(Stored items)

——

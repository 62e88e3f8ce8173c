//! Port-1 pub/sub messages
//!
//! Carries one topic/value pair in either direction. Layout:
//! `[type:u8, flags:u8, op:u8, app:u8, data_len:u16, topic_len:u8, rsvd:u8]`
//! then the NUL-terminated topic, then the little-endian value payload.
//! Topics on the wire are relative to the device prefix.

use crate::frame::FrameError;
use bytes::{Buf, BufMut, BytesMut};
use wattbus_core::value::{AppPayload, Dtype, Value, ValueData, ValueFlags};

/// One pub/sub exchange on port 1
#[derive(Clone, Debug, PartialEq)]
pub struct PubSubMsg {
    /// Topic relative to the device prefix, e.g. `s/i/ctrl`
    pub topic: String,
    pub value: Value,
}

fn dtype_code(dtype: Dtype) -> u8 {
    match dtype {
        Dtype::Null => 0,
        Dtype::Str => 1,
        Dtype::Json => 2,
        Dtype::Bin => 3,
        Dtype::F32 => 4,
        Dtype::F64 => 5,
        Dtype::I8 => 6,
        Dtype::I16 => 7,
        Dtype::I32 => 8,
        Dtype::I64 => 9,
        Dtype::U8 => 10,
        Dtype::U16 => 11,
        Dtype::U32 => 12,
        Dtype::U64 => 13,
    }
}

impl PubSubMsg {
    /// Encode to a port-1 frame payload.
    pub fn encode(&self) -> Vec<u8> {
        let mut data = BytesMut::new();
        match &self.value.data {
            ValueData::Null => {}
            ValueData::Str(s) | ValueData::Json(s) => {
                data.put_slice(s.as_bytes());
                data.put_u8(0);
            }
            ValueData::Bin(b) => data.put_slice(b),
            ValueData::F32(v) => data.put_f32_le(*v),
            ValueData::F64(v) => data.put_f64_le(*v),
            ValueData::I8(v) => data.put_i8(*v),
            ValueData::I16(v) => data.put_i16_le(*v),
            ValueData::I32(v) => data.put_i32_le(*v),
            ValueData::I64(v) => data.put_i64_le(*v),
            ValueData::U8(v) => data.put_u8(*v),
            ValueData::U16(v) => data.put_u16_le(*v),
            ValueData::U32(v) => data.put_u32_le(*v),
            ValueData::U64(v) => data.put_u64_le(*v),
        }

        let mut buf = BytesMut::with_capacity(8 + self.topic.len() + 1 + data.len());
        buf.put_u8(dtype_code(self.value.dtype()));
        buf.put_u8(self.value.flags.bits());
        buf.put_u8(self.value.op);
        buf.put_u8(self.value.app as u8);
        buf.put_u16_le(data.len() as u16);
        buf.put_u8(self.topic.len() as u8);
        buf.put_u8(0);
        buf.put_slice(self.topic.as_bytes());
        buf.put_u8(0);
        buf.put_slice(&data);
        buf.to_vec()
    }

    /// Decode from a port-1 frame payload.
    pub fn decode(payload: &[u8]) -> Result<Self, FrameError> {
        let malformed = || FrameError::Malformed { port_id: 1 };
        let mut buf = payload;
        if buf.remaining() < 8 {
            return Err(malformed());
        }
        let dtype = buf.get_u8();
        let flags = ValueFlags::from_bits_truncate(buf.get_u8());
        let op = buf.get_u8();
        let app = AppPayload::try_from(buf.get_u8()).map_err(|_| malformed())?;
        let data_len = buf.get_u16_le() as usize;
        let topic_len = buf.get_u8() as usize;
        buf.advance(1);

        if buf.remaining() < topic_len + 1 + data_len {
            return Err(malformed());
        }
        let topic = std::str::from_utf8(&buf[..topic_len])
            .map_err(|_| malformed())?
            .to_string();
        buf.advance(topic_len + 1); // topic + NUL

        let mut data = &buf[..data_len];
        let parsed = match dtype {
            0 => ValueData::Null,
            1 | 2 => {
                let s = std::str::from_utf8(&data[..data_len.saturating_sub(1)])
                    .map_err(|_| malformed())?
                    .to_string();
                if dtype == 1 {
                    ValueData::Str(s)
                } else {
                    ValueData::Json(s)
                }
            }
            3 => ValueData::Bin(data.to_vec()),
            4 if data_len >= 4 => ValueData::F32(data.get_f32_le()),
            5 if data_len >= 8 => ValueData::F64(data.get_f64_le()),
            6 if data_len >= 1 => ValueData::I8(data.get_i8()),
            7 if data_len >= 2 => ValueData::I16(data.get_i16_le()),
            8 if data_len >= 4 => ValueData::I32(data.get_i32_le()),
            9 if data_len >= 8 => ValueData::I64(data.get_i64_le()),
            10 if data_len >= 1 => ValueData::U8(data.get_u8()),
            11 if data_len >= 2 => ValueData::U16(data.get_u16_le()),
            12 if data_len >= 4 => ValueData::U32(data.get_u32_le()),
            13 if data_len >= 8 => ValueData::U64(data.get_u64_le()),
            _ => return Err(malformed()),
        };

        Ok(Self {
            topic,
            value: Value {
                data: parsed,
                flags,
                op,
                app,
            },
        })
    }
}

#[cfg(test)]
mod tests {
    use super::*;

    #[test]
    fn test_scalar_roundtrip() {
        let msg = PubSubMsg {
            topic: "s/i/ctrl".into(),
            value: Value::u8(1).retained(),
        };
        let decoded = PubSubMsg::decode(&msg.encode()).unwrap();
        assert_eq!(decoded.topic, "s/i/ctrl");
        assert!(decoded.value.eq_exact(&msg.value));
    }

    #[test]
    fn test_string_roundtrip() {
        let msg = PubSubMsg {
            topic: "c/fw/version".into(),
            value: Value::str("1.7.2"),
        };
        assert_eq!(PubSubMsg::decode(&msg.encode()).unwrap(), msg);
    }

    #[test]
    fn test_aux_bytes_survive() {
        let msg = PubSubMsg {
            topic: "!/pong".into(),
            value: Value::null().with_op(7),
        };
        let decoded = PubSubMsg::decode(&msg.encode()).unwrap();
        assert_eq!(decoded.value.op, 7);
    }

    #[test]
    fn test_truncated_rejected() {
        let mut raw = PubSubMsg {
            topic: "a/b".into(),
            value: Value::u32(5),
        }
        .encode();
        raw.truncate(raw.len() - 2);
        assert!(PubSubMsg::decode(&raw).is_err());
    }
}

——

* _Work item_
Write out each entry again, leaving every word as it is.

* _Written response_
repository 62e88e3f8ce8173c
//! Port-1 pub/sub messages
//!
//! Carries one topic/value pair in either direction. Layout:
//! `[type:u8, flags:u8, op:u8, app:u8, data_len:u16, topic_len:u8, rsvd:u8]`
//! then the NUL-terminated topic, then the little-endian value payload.
//! Topics on the wire are relative to the device prefix.

use crate::frame::FrameError;
use bytes::{Buf, BufMut, BytesMut};
use wattbus_core::value::{AppPayload, Dtype, Value, ValueData, ValueFlags};

/// One pub/sub exchange on port 1
#[derive(Clone, Debug, PartialEq)]
pub struct PubSubMsg {
    /// Topic relative to the device prefix, e.g. `s/i/ctrl`
    pub topic: String,
    pub value: Value,
}

fn dtype_code(dtype: Dtype) -> u8 {
    match dtype {
        Dtype::Null => 0,
        Dtype::Str => 1,
        Dtype::Json => 2,
        Dtype::Bin => 3,
        Dtype::F32 => 4,
        Dtype::F64 => 5,
        Dtype::I8 => 6,
        Dtype::I16 => 7,
        Dtype::I32 => 8,
        Dtype::I64 => 9,
        Dtype::U8 => 10,
        Dtype::U16 => 11,
        Dtype::U32 => 12,
        Dtype::U64 => 13,
    }
}

impl PubSubMsg {
    /// Encode to a port-1 frame payload.
    pub fn encode(&self) -> Vec<u8> {
        let mut data = BytesMut::new();
        match &self.value.data {
            ValueData::Null => {}
            ValueData::Str(s) | ValueData::Json(s) => {
                data.put_slice(s.as_bytes());
                data.put_u8(0);
            }
            ValueData::Bin(b) => data.put_slice(b),
            ValueData::F32(v) => data.put_f32_le(*v),
            ValueData::F64(v) => data.put_f64_le(*v),
            ValueData::I8(v) => data.put_i8(*v),
            ValueData::I16(v) => data.put_i16_le(*v),
            ValueData::I32(v) => data.put_i32_le(*v),
            ValueData::I64(v) => data.put_i64_le(*v),
            ValueData::U8(v) => data.put_u8(*v),
            ValueData::U16(v) => data.put_u16_le(*v),
            ValueData::U32(v) => data.put_u32_le(*v),
            ValueData::U64(v) => data.put_u64_le(*v),
        }

        let mut buf = BytesMut::with_capacity(8 + self.topic.len() + 1 + data.len());
        buf.put_u8(dtype_code(self.value.dtype()));
        buf.put_u8(self.value.flags.bits());
        buf.put_u8(self.value.op);
        buf.put_u8(self.value.app as u8);
        buf.put_u16_le(data.len() as u16);
        buf.put_u8(self.topic.len() as u8);
        buf.put_u8(0);
        buf.put_slice(self.topic.as_bytes());
        buf.put_u8(0);
        buf.put_slice(&data);
        buf.to_vec()
    }

    /// Decode from a port-1 frame payload.
    pub fn decode(payload: &[u8]) -> Result<Self, FrameError> {
        let malformed = || FrameError::Malformed { port_id: 1 };
        let mut buf = payload;
        if buf.remaining() < 8 {
            return Err(malformed());
        }
        let dtype = buf.get_u8();
        let flags = ValueFlags::from_bits_truncate(buf.get_u8());
        let op = buf.get_u8();
        let app = AppPayload::try_from(buf.get_u8()).map_err(|_| malformed())?;
        let data_len = buf.get_u16_le() as usize;
        let topic_len = buf.get_u8() as usize;
        buf.advance(1);

        if buf.remaining() < topic_len + 1 + data_len {
            return Err(malformed());
        }
        let topic = std::str::from_utf8(&buf[..topic_len])
            .map_err(|_| malformed())?
            .to_string();
        buf.advance(topic_len + 1); // topic + NUL

        let mut data = &buf[..data_len];
        let parsed = match dtype {
            0 => ValueData::Null,
            1 | 2 => {
                let s = std::str::from_utf8(&data[..data_len.saturating_sub(1)])
                    .map_err(|_| malformed())?
                    .to_string();
                if dtype == 1 {
                    ValueData::Str(s)
                } else {
                    ValueData::Json(s)
                }
            }
            3 => ValueData::Bin(data.to_vec()),
            4 if data_len >= 4 => ValueData::F32(data.get_f32_le()),
            5 if data_len >= 8 => ValueData::F64(data.get_f64_le()),
            6 if data_len >= 1 => ValueData::I8(data.get_i8()),
            7 if data_len >= 2 => ValueData::I16(data.get_i16_le()),
            8 if data_len >= 4 => ValueData::I32(data.get_i32_le()),
            9 if data_len >= 8 => ValueData::I64(data.get_i64_le()),
            10 if data_len >= 1 => ValueData::U8(data.get_u8()),
            11 if data_len >= 2 => ValueData::U16(data.get_u16_le()),
            12 if data_len >= 4 => ValueData::U32(data.get_u32_le()),
            13 if data_len >= 8 => ValueData::U64(data.get_u64_le()),
            _ => return Err(malformed()),
        };

        Ok(Self {
            topic,
            value: Value {
                data: parsed,
                flags,
                op,
                app,
            },
        })
    }
}

#[cfg(test)]
mod tests {
    use super::*;

    #[test]
    fn test_scalar_roundtrip() {
        let msg = PubSubMsg {
            topic: "s/i/ctrl".into(),
            value: Value::u8(1).retained(),
        };
        let decoded = PubSubMsg::decode(&msg.encode()).unwrap();
        assert_eq!(decoded.topic, "s/i/ctrl");
        assert!(decoded.value.eq_exact(&msg.value));
    }

    #[test]
    fn test_string_roundtrip() {
        let msg = PubSubMsg {
            topic: "c/fw/version".into(),
            value: Value::str("1.7.2"),
        };
        assert_eq!(PubSubMsg::decode(&msg.encode()).unwrap(), msg);
    }

    #[test]
    fn test_aux_bytes_survive() {
        let msg = PubSubMsg {
            topic: "!/pong".into(),
            value: Value::null().with_op(7),
        };
        let decoded = PubSubMsg::decode(&msg.encode()).unwrap();
        assert_eq!(decoded.value.op, 7);
    }

    #[test]
    fn test_truncated_rejected() {
        let mut raw = PubSubMsg {
            topic: "a/b".into(),
            value: Value::u32(5),
        }
        .encode();
        raw.truncate(raw.len() - 2);
        assert!(PubSubMsg::decode(&raw).is_err());
    }
}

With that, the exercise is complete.